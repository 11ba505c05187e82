use chrono::NaiveDate;
use rust_decimal::Decimal;
use serde::{Deserialize, Serialize};

use super::category::AssetCategory;
use super::history::HistoricalRecord;

/// Default quote currency for every Vietnamese market asset.
pub const DEFAULT_CURRENCY: &str = "VND";

/// Point-in-time quote as returned by a provider or rebuilt from history.
#[derive(Clone, Debug, PartialEq, Serialize, Deserialize)]
pub struct QuoteSnapshot {
    pub symbol: String,
    pub category: AssetCategory,
    /// Trading date the prices belong to
    pub date: NaiveDate,
    pub open: Decimal,
    pub high: Decimal,
    pub low: Decimal,
    pub close: Decimal,
    pub volume: Decimal,

    /// Net asset value per unit (funds)
    #[serde(skip_serializing_if = "Option::is_none")]
    pub nav: Option<Decimal>,

    /// Dealer buy price (gold)
    #[serde(skip_serializing_if = "Option::is_none")]
    pub buy_price: Option<Decimal>,

    /// Dealer sell price (gold)
    #[serde(skip_serializing_if = "Option::is_none")]
    pub sell_price: Option<Decimal>,

    pub currency: String,

    /// Source of the quote (VCI, FMARKET, SJC, CACHE, ...)
    pub source: String,
}

impl QuoteSnapshot {
    /// Create a snapshot whose OHLC collapse onto a single price.
    pub fn flat(
        symbol: impl Into<String>,
        category: AssetCategory,
        date: NaiveDate,
        price: Decimal,
        source: impl Into<String>,
    ) -> Self {
        Self {
            symbol: symbol.into(),
            category,
            date,
            open: price,
            high: price,
            low: price,
            close: price,
            volume: Decimal::ZERO,
            nav: None,
            buy_price: None,
            sell_price: None,
            currency: DEFAULT_CURRENCY.to_string(),
            source: source.into(),
        }
    }

    /// A snapshot without a positive close carries no usable price.
    pub fn has_price(&self) -> bool {
        self.close > Decimal::ZERO
    }

    /// Rebuild a snapshot from a stored historical record.
    pub fn from_record(record: &HistoricalRecord, source: impl Into<String>) -> Self {
        Self {
            symbol: record.symbol.clone(),
            category: record.category,
            date: record.date,
            open: record.open,
            high: record.high,
            low: record.low,
            close: record.close,
            volume: record.volume,
            nav: record.nav,
            buy_price: record.buy_price,
            sell_price: record.sell_price,
            currency: DEFAULT_CURRENCY.to_string(),
            source: source.into(),
        }
    }
}
#[async_trait]
impl MarketCacheServiceTrait for MarketCacheService {
    async fn get_quote(&self, symbol: &str) -> Result<CachedQuote> {
        let symbol = require_symbol(symbol)?;
        let category = self.category_of(&symbol).await;
        let quote = self.resolve_quote(&symbol, category).await?;
        debug!("Quote {} ({}) served from {}", symbol, category, quote.tier.as_str());
        Ok(quote)
    }

    async fn get_history(
        &self,
        symbol: &str,
        start: NaiveDate,
        end: NaiveDate,
    ) -> Result<Vec<HistoricalRecord>> {
        let symbol = require_symbol(symbol)?;
        if start > end {
            return Err(Error::Validation(format!(
                "start date {} is after end date {}",
                start, end
            )));
        }
        let category = self.category_of(&symbol).await;
        self.coordinator.get_range(&symbol, category, start, end).await
    }

    async fn search(&self, query: &str) -> Result<Vec<AssetSummary>> {
        let normalized = normalize_query(query);
        if normalized.is_empty() {
            return Err(Error::Validation("search query must not be empty".to_string()));
        }

        let key = accelerator::search_key(&normalized);
        if let Some(results) = self.search_cache.get(&key) {
            return Ok(results);
        }

        let now = Utc::now();
        match self.stores.searches.get_search(&normalized, now).await {
            Ok(Some(entry)) => {
                self.search_cache.put_default(key, entry.results.clone());
                return Ok(entry.results);
            }
            Ok(None) => {}
            Err(e) => warn!("Search cache read failed for '{}': {}", normalized, e),
        }

        let results = match self.upstream.search_assets(query.trim()).await {
            Ok(results) => results,
            Err(e) if e.is_upstream_failure() => {
                warn!("Provider search for '{}' failed, using known assets: {}", normalized, e);
                let local = self
                    .stores
                    .assets
                    .search_assets(query.trim(), LOCAL_SEARCH_LIMIT)
                    .await
                    .unwrap_or_default();
                if local.is_empty() {
                    return Err(e);
                }
                // Served but not cached: the provider answer should replace it.
                return Ok(local.iter().map(AssetRecord::to_summary).collect());
            }
            Err(e) => return Err(e),
        };

        self.remember_assets(&results).await;

        self.search_cache.put_default(key, results.clone());
        let ttl = chrono::Duration::from_std(self.search_cache.default_ttl())
            .unwrap_or(chrono::Duration::zero());
        let entry = SearchCacheEntry::new(&normalized, results.clone(), now, now + ttl);
        if let Err(e) = self.stores.searches.set_search(entry).await {
            warn!("Search cache write failed for '{}': {}", normalized, e);
        }

        Ok(results)
    }

    async fn stats(&self) -> Result<ServiceStats> {
        let now = Utc::now();
        let store = match self.store_stats(now).await {
            Ok(stats) => Some(stats),
            Err(e) => {
                warn!("Store stats unavailable: {}", e);
                None
            }
        };

        Ok(ServiceStats {
            accelerator: AcceleratorSection {
                quotes: self.quote_cache.stats(),
                search: self.search_cache.stats(),
                general: self.general_cache.stats(),
            },
            protector: self.upstream.protector().stats(),
            store,
            provider: ProviderSummary {
                id: self.upstream.provider_id().to_string(),
                calls: self.upstream.call_stats(),
            },
            freshness: self.freshness.table(),
            in_flight: self.flights.in_flight(),
        })
    }

    async fn cleanup(&self) -> Result<CleanupReport> {
        let now = Utc::now();
        let mut report = CleanupReport {
            accelerator_quotes: self.quote_cache.cleanup_expired(),
            accelerator_search: self.search_cache.cleanup_expired(),
            accelerator_general: self.general_cache.cleanup_expired(),
            ..CleanupReport::default()
        };

        match self.stores.quotes.purge_expired_quotes(now).await {
            Ok(n) => report.quotes_purged = n,
            Err(e) => warn!("Purging expired quotes failed: {}", e),
        }
        match self.stores.searches.purge_expired_searches(now).await {
            Ok(n) => report.searches_purged = n,
            Err(e) => warn!("Purging expired searches failed: {}", e),
        }

        if report.total() > 0 {
            info!("Cache cleanup removed {} expired entries", report.total());
        }
        Ok(report)
    }

    async fn seed(&self, force_refresh: bool) -> Result<SeedReport> {
        let report = self.seeder.seed(force_refresh).await?;
        if !report.skipped {
            // Categories may have changed under the detector
            self.general_cache.clear();
        }
        Ok(report)
    }

    async fn refresh_quotes(&self, symbols: &[String]) -> Result<RefreshReport> {
        let mut report = RefreshReport::default();

        for raw in symbols {
            let symbol = match require_symbol(raw) {
                Ok(symbol) => symbol,
                Err(_) => continue,
            };
            let category = self.category_of(&symbol).await;
            let now = Utc::now();

            match self.stores.quotes.get_quote(&symbol, category, now).await {
                Ok(Some(_)) => {
                    report.fresh += 1;
                    continue;
                }
                Ok(None) => {}
                Err(e) => debug!("Quote cache unreadable during refresh of {}: {}", symbol, e),
            }

            self.quote_cache
                .remove(&accelerator::quote_key(&symbol, category));
            match self.resolve_quote(&symbol, category).await {
                Ok(_) => report.refreshed += 1,
                Err(e) => {
                    warn!("Refreshing quote for {} failed: {}", symbol, e);
                    report.failed += 1;
                }
            }
        }

        info!(
            "Quote refresh: {} refreshed, {} still fresh, {} failed",
            report.refreshed, report.fresh, report.failed
        );
        Ok(report)
    }

    async fn backfill_history(&self) -> Result<Vec<BackfillReport>> {
        if !self.backfill.config().enabled {
            return Ok(vec![]);
        }

        let mut reports = Vec::new();
        for raw in &self.backfill.config().symbols {
            let symbol = match require_symbol(raw) {
                Ok(symbol) => symbol,
                Err(_) => continue,
            };
            let category = self.category_of(&symbol).await;
            match self.backfill.run(&symbol, category).await {
                Ok(report) => reports.push(report),
                Err(e) => warn!("Backfill of {} failed: {}", symbol, e),
            }
        }
        Ok(reports)
    }
}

· · · ·

Using the records above, copy word for word the line with "no usable price.", the line with "let quote = self.resolve_quote(&symbol, category).await?;", and every line between them.

    /// A snapshot without a positive close carries no usable price.
    pub fn has_price(&self) -> bool {
        self.close > Decimal::ZERO
    }

    /// Rebuild a snapshot from a stored historical record.
    pub fn from_record(record: &HistoricalRecord, source: impl Into<String>) -> Self {
        Self {
            symbol: record.symbol.clone(),
            category: record.category,
            date: record.date,
            open: record.open,
            high: record.high,
            low: record.low,
            close: record.close,
            volume: record.volume,
            nav: record.nav,
            buy_price: record.buy_price,
            sell_price: record.sell_price,
            currency: DEFAULT_CURRENCY.to_string(),
            source: source.into(),
        }
    }
}
#[async_trait]
impl MarketCacheServiceTrait for MarketCacheService {
    async fn get_quote(&self, symbol: &str) -> Result<CachedQuote> {
        let symbol = require_symbol(symbol)?;
        let category = self.category_of(&symbol).await;
        let quote = self.resolve_quote(&symbol, category).await?;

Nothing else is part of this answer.